Tesla shares drop amid exec resignations, Musk smoking marijuana video
Tesla shares plummeted Friday, September 7, US time, after two executives announced their departures from the company and a video of Elon Musk smoking weed and drinking whiskey on a popular podcast began to circulate on social media.
Musk smoked marijuana with comedian Joe Rogan at the end of a two-and-half-hour interview on the "The Joe Rogan Experience," which featured a wide-ranging discussion on topics including artificial intelligence, the Musk's technological ambitions and personal hardship.
After discussing the artistic and engineering merits of wristwatches, Rogan brought out a blunt, telling Musk that it was a mix of tobacco and marijuana. "You ever had that?" Rogan asked, noting that Musk probably had not smoked one "because of stockholders."
"I mean it's legal, right?" said Musk, before taking a puff. The show took place in California, where recreational marijuana consumption is legal.

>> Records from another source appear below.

//! 登录 / 注册页
//!
//! 同一路由下切换四种视图：登录、注册、忘记密码、Google 密码步骤。
//! 登录成功后无需手动跳转，路由服务会按角色重定向。

mod forgot_password;
mod google_button;
mod google_password;
mod login_form;
mod signup_form;

use crate::auth::use_auth;
use crate::components::icons::*;
use forgot_password::ForgotPasswordForm;
use google_password::GooglePasswordStep;
use leptos::prelude::*;
use login_form::LoginFormView;
use signup_form::SignupFormView;

#[derive(Clone, Copy, PartialEq, Eq, Debug)]
pub enum AuthMode {
    Login,
    Signup,
    ForgotPassword,
}

/// 带显示/隐藏切换的密码输入框
#[component]
pub(crate) fn PasswordField(
    #[prop(into)] label: String,
    #[prop(into)] placeholder: String,
    value: RwSignal<String>,
) -> impl IntoView {
    let visible = RwSignal::new(false);

    view! {
        <fieldset class="fieldset">
            <legend class="fieldset-legend">{label}</legend>
            <label class="input w-full">
                <Lock attr:class="h-4 w-4 opacity-50" />
                <input
                    type=move || if visible.get() { "text" } else { "password" }
                    class="grow"
                    placeholder=placeholder
                    prop:value=move || value.get()
                    on:input=move |ev| value.set(event_target_value(&ev))
                />
                <button
                    type="button"
                    class="btn btn-ghost btn-xs btn-circle"
                    on:click=move |_| visible.update(|v| *v = !*v)
                >
                    {move || {
                        if visible.get() {
                            view! { <EyeOff attr:class="h-4 w-4" /> }.into_any()
                        } else {
                            view! { <Eye attr:class="h-4 w-4" /> }.into_any()
                        }
                    }}
                </button>
            </label>
        </fieldset>
    }
}

/// 错误提示条
#[component]
pub(crate) fn FormError(error: RwSignal<Option<String>>) -> impl IntoView {
    view! {
        <Show when=move || error.with(|e| e.is_some())>
            <div role="alert" class="alert alert-error alert-soft text-sm py-2">
                <XCircle attr:class="h-5 w-5" />
                <span>{move || error.get().unwrap_or_default()}</span>
            </div>
        </Show>
    }
}

#[component]
pub fn AuthPage() -> impl IntoView {
    let auth = use_auth();
    let mode = RwSignal::new(AuthMode::Login);

    let tab_class = move |target: AuthMode| {
        move || {
            if mode.get() == target {
                "tab tab-active"
            } else {
                "tab"
            }
        }
    };

    view! {
        <div class="hero min-h-screen bg-base-200">
            <div class="hero-content flex-col w-full max-w-md">
                <div class="text-center mb-4">
                    <div class="flex flex-col items-center gap-2">
                        <div class="p-3 bg-primary/10 rounded-2xl text-primary">
                            <ShieldCheck attr:class="h-8 w-8" />
                        </div>
                        <h1 class="text-3xl font-bold tracking-wider">"TESTHUB"</h1>
                        <p class="text-base-content/70">"Automated Testing Platform"</p>
                    </div>
                </div>

                <div class="card shrink-0 w-full shadow-2xl bg-base-100">
                    {move || {
                        if auth.pending_google.with(|p| p.is_some()) {
                            return view! { <GooglePasswordStep /> }.into_any();
                        }
                        match mode.get() {
                            AuthMode::ForgotPassword => {
                                view! { <ForgotPasswordForm mode=mode /> }.into_any()
                            }
                            current => {
                                view! {
                                    <div class="card-body">
                                        <div role="tablist" class="tabs tabs-box mb-2">
                                            <a
                                                role="tab"
                                                class=tab_class(AuthMode::Login)
                                                on:click=move |_| mode.set(AuthMode::Login)
                                            >
                                                "Log In"
                                            </a>
                                            <a
                                                role="tab"
                                                class=tab_class(AuthMode::Signup)
                                                on:click=move |_| mode.set(AuthMode::Signup)
                                            >
                                                "Sign Up"
                                            </a>
                                        </div>
                                        {if current == AuthMode::Login {
                                            view! { <LoginFormView mode=mode /> }.into_any()
                                        } else {
                                            view! { <SignupFormView mode=mode /> }.into_any()
                                        }}
                                    </div>
                                }
                                .into_any()
                            }
                        }
                    }}
                </div>
            </div>
        </div>
    }
}
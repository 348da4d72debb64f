use super::google_button::GoogleButton;
use super::{AuthMode, FormError, PasswordField};
use crate::auth::use_auth;
use crate::components::icons::Mail;
use crate::web::google::GoogleButtonText;
use leptos::prelude::*;
use leptos::task::spawn_local;
use testhub_shared::forms::LoginForm;

const MSG_GOOGLE_LOGIN_FAILED: &str = "Google login failed. Please try again.";

#[component]
pub fn LoginFormView(mode: RwSignal<AuthMode>) -> impl IntoView {
    let auth = use_auth();

    let email = RwSignal::new(String::new());
    let password = RwSignal::new(String::new());
    let remember = RwSignal::new(false);
    let is_submitting = RwSignal::new(false);
    let error = RwSignal::new(Option::<String>::None);

    let on_submit = move |ev: leptos::web_sys::SubmitEvent| {
        ev.prevent_default();
        let form = LoginForm {
            email: email.get_untracked(),
            password: password.get_untracked(),
        };

        is_submitting.set(true);
        error.set(None);
        spawn_local(async move {
            // 成功后路由服务根据角色重定向
            if let Err(e) = auth.login(form).await {
                error.try_set(Some(e.message()));
            }
            is_submitting.try_set(false);
        });
    };

    let on_google = Callback::new(move |credential: String| {
        if credential.is_empty() {
            error.set(Some(MSG_GOOGLE_LOGIN_FAILED.to_string()));
            return;
        }
        is_submitting.set(true);
        error.set(None);
        spawn_local(async move {
            if let Err(e) = auth.google_login(credential).await {
                error.try_set(Some(e.message()));
            }
            is_submitting.try_set(false);
        });
    });

    view! {
        <form class="space-y-2" on:submit=on_submit>
            <FormError error=error />

            <fieldset class="fieldset">
                <legend class="fieldset-legend">"Email Address"</legend>
                <label class="input w-full">
                    <Mail attr:class="h-4 w-4 opacity-50" />
                    <input
                        type="email"
                        class="grow"
                        placeholder="user@thex.com"
                        prop:value=move || email.get()
                        on:input=move |ev| email.set(event_target_value(&ev))
                    />
                </label>
            </fieldset>

            <PasswordField label="Password" placeholder="Enter your password" value=password />

            <div class="flex items-center justify-between text-sm">
                <label class="label cursor-pointer gap-2">
                    <input
                        type="checkbox"
                        class="checkbox checkbox-sm"
                        prop:checked=move || remember.get()
                        on:change=move |ev| remember.set(event_target_checked(&ev))
                    />
                    "Remember Me"
                </label>
                <a
                    class="link link-primary"
                    on:click=move |_| mode.set(AuthMode::ForgotPassword)
                >
                    "Forgot Password?"
                </a>
            </div>

            <button type="submit" class="btn btn-primary w-full" disabled=move || is_submitting.get()>
                <Show when=move || is_submitting.get()>
                    <span class="loading loading-spinner loading-sm"></span>
                </Show>
                "Sign In"
            </button>

            <div class="divider text-xs">"OR"</div>
            <GoogleButton text=GoogleButtonText::SignIn on_credential=on_google />
        </form>
    }
}
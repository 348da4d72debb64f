//! 可插拔的键值持久化
//!
//! 浏览器中由 `LocalStorage` 实现，测试和非浏览器环境使用 `MemoryStore`。
//! 所有读写都是同步的，后写覆盖先写。

use serde::{Serialize, de::DeserializeOwned};

pub type SubscriptionId = u64;

/// 存储变更回调，参数为发生变化的键
pub type StorageListener = Box<dyn Fn(&str)>;

pub trait KeyValueStore {
    fn get(&self, key: &str) -> Option<String>;
    /// 写入成功返回 `true`
    fn set(&self, key: &str, value: &str) -> bool;
    fn remove(&self, key: &str) -> bool;

    /// 订阅由其他写入方（如其他标签页）造成的变更。
    /// 本句柄自身的 `set` / `remove` 不会触发回调。
    fn subscribe(&self, listener: StorageListener) -> SubscriptionId;
    fn unsubscribe(&self, id: SubscriptionId);
}

/// 读取并解析 JSON；键不存在或内容损坏时返回 `None`
pub fn load_json<T: DeserializeOwned>(store: &impl KeyValueStore, key: &str) -> Option<T> {
    let raw = store.get(key)?;
    serde_json::from_str(&raw).ok()
}

pub fn save_json<T: Serialize>(store: &impl KeyValueStore, key: &str, value: &T) -> bool {
    match serde_json::to_string(value) {
        Ok(raw) => store.set(key, &raw),
        Err(_) => false,
    }
}

// =========================================================
// 内存实现 (MemoryStore)
// =========================================================

#[cfg(any(test, feature = "mock"))]
pub use memory::MemoryStore;

#[cfg(any(test, feature = "mock"))]
mod memory {
    use super::*;
    use std::cell::RefCell;
    use std::collections::HashMap;
    use std::rc::Rc;

    #[derive(Default)]
    struct Inner {
        map: HashMap<String, String>,
        listeners: Vec<(SubscriptionId, StorageListener)>,
        next_id: SubscriptionId,
    }

    /// 克隆后共享同一份数据，模拟同一浏览器中的 localStorage
    #[derive(Clone, Default)]
    pub struct MemoryStore(Rc<RefCell<Inner>>);

    impl MemoryStore {
        pub fn new() -> Self {
            Self::default()
        }

        /// 模拟其他标签页写入：写入后通知订阅者
        pub fn external_set(&self, key: &str, value: &str) {
            self.0
                .borrow_mut()
                .map
                .insert(key.to_string(), value.to_string());
            self.notify(key);
        }

        pub fn external_remove(&self, key: &str) {
            self.0.borrow_mut().map.remove(key);
            self.notify(key);
        }

        pub fn contains(&self, key: &str) -> bool {
            self.0.borrow().map.contains_key(key)
        }

        fn notify(&self, key: &str) {
            let inner = self.0.borrow();
            for (_, listener) in &inner.listeners {
                listener(key);
            }
        }
    }

    impl KeyValueStore for MemoryStore {
        fn get(&self, key: &str) -> Option<String> {
            self.0.borrow().map.get(key).cloned()
        }

        fn set(&self, key: &str, value: &str) -> bool {
            self.0
                .borrow_mut()
                .map
                .insert(key.to_string(), value.to_string());
            true
        }

        fn remove(&self, key: &str) -> bool {
            self.0.borrow_mut().map.remove(key);
            true
        }

        fn subscribe(&self, listener: StorageListener) -> SubscriptionId {
            let mut inner = self.0.borrow_mut();
            inner.next_id += 1;
            let id = inner.next_id;
            inner.listeners.push((id, listener));
            id
        }

        fn unsubscribe(&self, id: SubscriptionId) {
            self.0.borrow_mut().listeners.retain(|(i, _)| *i != id);
        }
    }
}

#[cfg(test)]
mod tests {
    use super::*;
    use std::cell::RefCell;
    use std::rc::Rc;

    #[test]
    fn corrupt_json_reads_as_missing() {
        let store = MemoryStore::new();
        store.set("k", "{not json");
        assert_eq!(load_json::<Vec<u32>>(&store, "k"), None);

        assert!(save_json(&store, "k", &vec![1u32, 2]));
        assert_eq!(load_json::<Vec<u32>>(&store, "k"), Some(vec![1, 2]));
    }

    #[test]
    fn listeners_only_see_external_writes() {
        let store = MemoryStore::new();
        let seen = Rc::new(RefCell::new(Vec::<String>::new()));
        let sink = seen.clone();
        let id = store.subscribe(Box::new(move |key| sink.borrow_mut().push(key.to_string())));

        store.set("local", "1");
        store.external_set("remote", "2");
        assert_eq!(*seen.borrow(), vec!["remote".to_string()]);

        store.unsubscribe(id);
        store.external_remove("remote");
        assert_eq!(seen.borrow().len(), 1);
    }
}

The podcast episode arrived at a tumultuous moment for Tesla and Musk. Last month, Musk ignited controversy by announcing on Twitter that a deal to take Tesla private was all but certain, only to abandon the plan 17 days later. The abrupt U-turn on the surprising proposal still leaves Tesla to contend with federal investigations, shareholder lawsuits and whistleblower complaints sparked by the initial announcement.
Musk has also acknowledged that his intense workload of 120-hour weeks was taking a toll on his physical health, according to an emotional interview with the New York Times last month. Musk's detractors have criticized his impulsiveness and recent behavior. But even those close to him have expressed worry. Musk told the Times, "I've had friends come by who are really concerned."
On the same day that the podcast was published, two executives announced their resignations from the company. Tesla's chief accounting officer, Dave Morton, said he was leaving after considering the level of attention Tesla has received and the "pace within the company."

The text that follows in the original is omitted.